Updated: 03/13/2014 7:44 AM
Created: 03/12/2014 5:00 PM
By: Brandi Powell

Landmark research is out Wednesday that affects high school students.

For the first time, University of Minnesota researchers say there's conclusive proof that grades go up -- and some important things go down -- when the school day starts later. We checked around some of the bigger districts across the metro.

St. Paul and Wayzata students are among those forced to rise the earliest.

Those high schools have a 7:30 a.m. start time. Orono students come through the doors 20 minutes later, and Minnetonka students arrive at 8 a.m.

The latest start time we found is at Edina High School. The bell rings there at 8:25 a.m.
Many school districts are facing a big decision. Whether or not to push back high school start times.

Findings from the new research were funded by the U.S. Centers for Disease Control and Prevention. U of M researchers had just over $150,000 to work with, over a three-year-period.

"The later the start, the more we have positive outcomes," said Dr. Kyla Wahlstrom, director of U of M's Center for Applied Research and Educational Improvement (CAREI). Dr. Wahlstrom used to work in various leadership roles inside schools.

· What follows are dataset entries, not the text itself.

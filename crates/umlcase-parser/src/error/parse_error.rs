//! The [`ParseError`] type returned by every parsing entry point.

use thiserror::Error;

use crate::error::Diagnostic;

/// What the parser found where it could not continue.
#[derive(Debug, Clone, PartialEq, Eq)]
pub enum Found {
    /// The source text of the offending token.
    Token(String),
    /// The token stream ended.
    EndOfInput,
}

/// The category of a parse failure.
#[derive(Debug, Clone, PartialEq, Eq)]
pub enum ErrorKind {
    /// A character matched no token rule.
    Lexical { character: char },
    /// The token stream does not fit the grammar at this point.
    Syntax { found: Found },
}

/// Error type for the parsing pipeline.
///
/// Callers branch on [`ParseError::kind`]; [`ParseError::diagnostic`]
/// carries the code, labels and help text for display.
#[derive(Debug, Clone, PartialEq, Eq, Error)]
#[error("line {line}: {diagnostic}")]
pub struct ParseError {
    kind: ErrorKind,
    line: usize,
    diagnostic: Diagnostic,
}

impl ParseError {
    /// Create a lexical error for `character` on `line`.
    pub fn lexical(character: char, line: usize, diagnostic: Diagnostic) -> Self {
        Self {
            kind: ErrorKind::Lexical { character },
            line,
            diagnostic,
        }
    }

    /// Create a syntax error for `found` on `line`.
    pub fn syntax(found: Found, line: usize, diagnostic: Diagnostic) -> Self {
        Self {
            kind: ErrorKind::Syntax { found },
            line,
            diagnostic,
        }
    }

    pub fn kind(&self) -> &ErrorKind {
        &self.kind
    }

    /// 1-based line of the offending character or token.
    pub fn line(&self) -> usize {
        self.line
    }

    pub fn diagnostic(&self) -> &Diagnostic {
        &self.diagnostic
    }

    /// Returns `true` if the failure was raised by the lexer.
    pub fn is_lexical(&self) -> bool {
        matches!(self.kind, ErrorKind::Lexical { .. })
    }

    /// Returns `true` if the failure was raised by the parser.
    pub fn is_syntax(&self) -> bool {
        matches!(self.kind, ErrorKind::Syntax { .. })
    }
}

In this study, researchers looked at multiple schools in various locations across the country. The research hits close to home in fact. Students who go to St. Louis Park High School were among the 9,000 who participated in the study. They were asked about their daily activities, substance abuse and sleeping habits.

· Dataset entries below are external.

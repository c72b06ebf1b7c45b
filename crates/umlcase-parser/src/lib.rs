//! # umlcase Parser
//!
//! Tokenizer and parser for PlantUML-style use-case diagrams. This crate
//! turns source text into the [`umlcase_core::semantic::Diagram`] model.
//!
//! ## Usage
//!
//! ```
//! # use umlcase_parser::{parse, ParseError};
//!
//! fn main() -> Result<(), ParseError> {
//!     let source = "@startuml\nactor User\nusecase Login\nUser --> Login\n@enduml";
//!
//!     let diagram = parse(source)?;
//!     assert_eq!(diagram.actors().len(), 1);
//!     assert_eq!(diagram.relations().len(), 1);
//!     Ok(())
//! }
//! ```

mod builder;
pub mod error;
mod lexer;
mod parser;
#[cfg(test)]
mod parser_tests;
mod parser_types;
mod span;
mod tokens;

pub use error::{ErrorKind, Found, ParseError};
pub use lexer::tokenize;
pub use span::{Span, Spanned};
pub use tokens::{Keyword, PositionedToken, Token, TokenKind, TokenStream};

use umlcase_core::semantic::Diagram;

use builder::Builder;

/// Parse source text into a semantic diagram.
///
/// The pipeline runs three phases, each of which stops at its first
/// failure:
///
/// 1. **Tokenize** - Convert source text to tokens
/// 2. **Parse** - Build the AST from tokens
/// 3. **Build** - Fold the AST into the semantic model
///
/// Every call owns its token stream, cursor and model, so independent
/// calls may run on different threads at the same time.
///
/// # Errors
///
/// Returns a [`ParseError`] whose [`ErrorKind`] is `Lexical` when a
/// character matches no token rule, or `Syntax` when the tokens do not
/// form a diagram. The error carries the line and a [`error::Diagnostic`].
///
/// # Example
///
/// ```
/// # use umlcase_parser::{parse, ErrorKind};
/// let err = parse("@startuml\nactor #\n@enduml").unwrap_err();
///
/// assert_eq!(err.kind(), &ErrorKind::Lexical { character: '#' });
/// assert_eq!(err.line(), 2);
/// ```
pub fn parse(source: &str) -> Result<Diagram, ParseError> {
    // Step 1: Tokenize
    let tokens = lexer::tokenize(source)?;

    // Step 2: Parse
    let ast = parser::build_diagram(&tokens)?;

    // Step 3: Build
    Builder::new().build(&ast)
}
//! umlcase Core Types and Definitions
//!
//! This crate provides the foundational types for umlcase use-case diagrams.
//! It includes:
//!
//! - **Identifiers**: Validated diagram identifiers ([`identifier::Identifier`])
//! - **Semantic**: The diagram model produced by the parser ([`semantic`] module)

pub mod identifier;
pub mod semantic;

Here are the findings: When school starts at 7:30 a.m., 34 percent of students get at least eight hours of sleep.

When they begin at 8:35 a.m., up to 60 percent of students get eight hours. When they begin as late as 8:55 a.m., 66 percent of students get eight or more hours of sleep. That's the recommended amount.

"If students are more productive, they'd have a chance to have breakfast and not be so rushed," said August Varwig, father of a high school student.

The study also revealed problems with being late, using drugs and alcohol, getting depressed or consuming drinks with caffeine decreased.

"I definitely think there is value to paying attention to that," said Stephanie Koivula.
Dr. Wahlstrom says attendance, standardized test scores, and academic performance in math, English, science and social studies all improved.

Wahlstrom said, "Up until today we haven't had this kind of high quality data, that tells us that this is in fact a finding;" a finding that's statistically significant, comparing apples to apples.

The findings cover more than academic performance and health. When school started at 8:55 a.m., the study found there was a 70 percent drop in the number of car crashes involving teens.

In addition to St. Louis Park High School, a handful of other Minnesota high schools were used for this study.